Among the lines of the records, please find those that contain the word "HashSet" and copy them.

****

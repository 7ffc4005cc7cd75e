//! The unit of atomic change produced by one sync or send.

use std::collections::HashSet;

use serde::{Deserialize, Serialize};
use tessera_types::{InclusionState, OutputId, TransactionId};

use crate::{AccountRecord, OutputRecord, StoreError, TransactionRecord};

/// Marks `output_id` as consumed by `spent_by`.
#[derive(Clone, Copy, Debug, PartialEq, Eq, Serialize, Deserialize)]
pub struct SpentMark {
    pub output_id: OutputId,
    pub spent_by: TransactionId,
}

/// All changes for one account, applied all-or-nothing.
///
/// Apply order is fixed: account record, output upserts, spent marks, then
/// transactions. A spent mark may therefore target an output upserted in the
/// same batch.
#[derive(Clone, Debug, Default, PartialEq, Eq, Serialize, Deserialize)]
pub struct SyncBatch {
    pub account: Option<AccountRecord>,
    pub upsert_outputs: Vec<OutputRecord>,
    pub spent_outputs: Vec<SpentMark>,
    pub transactions: Vec<TransactionRecord>,
}

impl SyncBatch {
    pub fn is_empty(&self) -> bool {
        self.account.is_none()
            && self.upsert_outputs.is_empty()
            && self.spent_outputs.is_empty()
            && self.transactions.is_empty()
    }

    /// Reject batches that would leave a spent mark without its consuming
    /// transaction, or a confirmed transaction whose owned inputs stay unspent.
    ///
    /// `known_tx` reports transactions already stored. `is_unspent_owned`
    /// reports outputs of this account that currently sit in the unspent partition.
    pub fn validate(
        &self,
        known_tx: impl Fn(&TransactionId) -> Result<bool, StoreError>,
        is_unspent_owned: impl Fn(&OutputId) -> Result<bool, StoreError>,
    ) -> Result<(), StoreError> {
        let batched: HashSet<TransactionId> =
            self.transactions.iter().map(|t| t.transaction_id).collect();

        for mark in &self.spent_outputs {
            if !batched.contains(&mark.spent_by) && !known_tx(&mark.spent_by)? {
                return Err(StoreError::Inconsistent(format!(
                    "output {} marked spent by unrecorded transaction {}",
                    mark.output_id, mark.spent_by
                )));
            }
        }

        let marked: HashSet<OutputId> = self.spent_outputs.iter().map(|m| m.output_id).collect();
        let upserted_spent: HashSet<OutputId> = self
            .upsert_outputs
            .iter()
            .filter(|o| o.is_spent)
            .map(|o| o.output_id)
            .collect();
        for tx in self
            .transactions
            .iter()
            .filter(|t| !t.incoming && t.inclusion_state == InclusionState::Confirmed)
        {
            for input in tx.inputs() {
                if marked.contains(input) || upserted_spent.contains(input) {
                    continue;
                }
                if is_unspent_owned(input)? {
                    return Err(StoreError::Inconsistent(format!(
                        "confirmed transaction {} leaves input {} unspent",
                        tx.transaction_id, input
                    )));
                }
            }
        }
        Ok(())
    }
}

****

- REPLY TO THE EXERCISE -
use std::collections::HashSet;
        let batched: HashSet<TransactionId> =
        let marked: HashSet<OutputId> = self.spent_outputs.iter().map(|m| m.output_id).collect();
        let upserted_spent: HashSet<OutputId> = self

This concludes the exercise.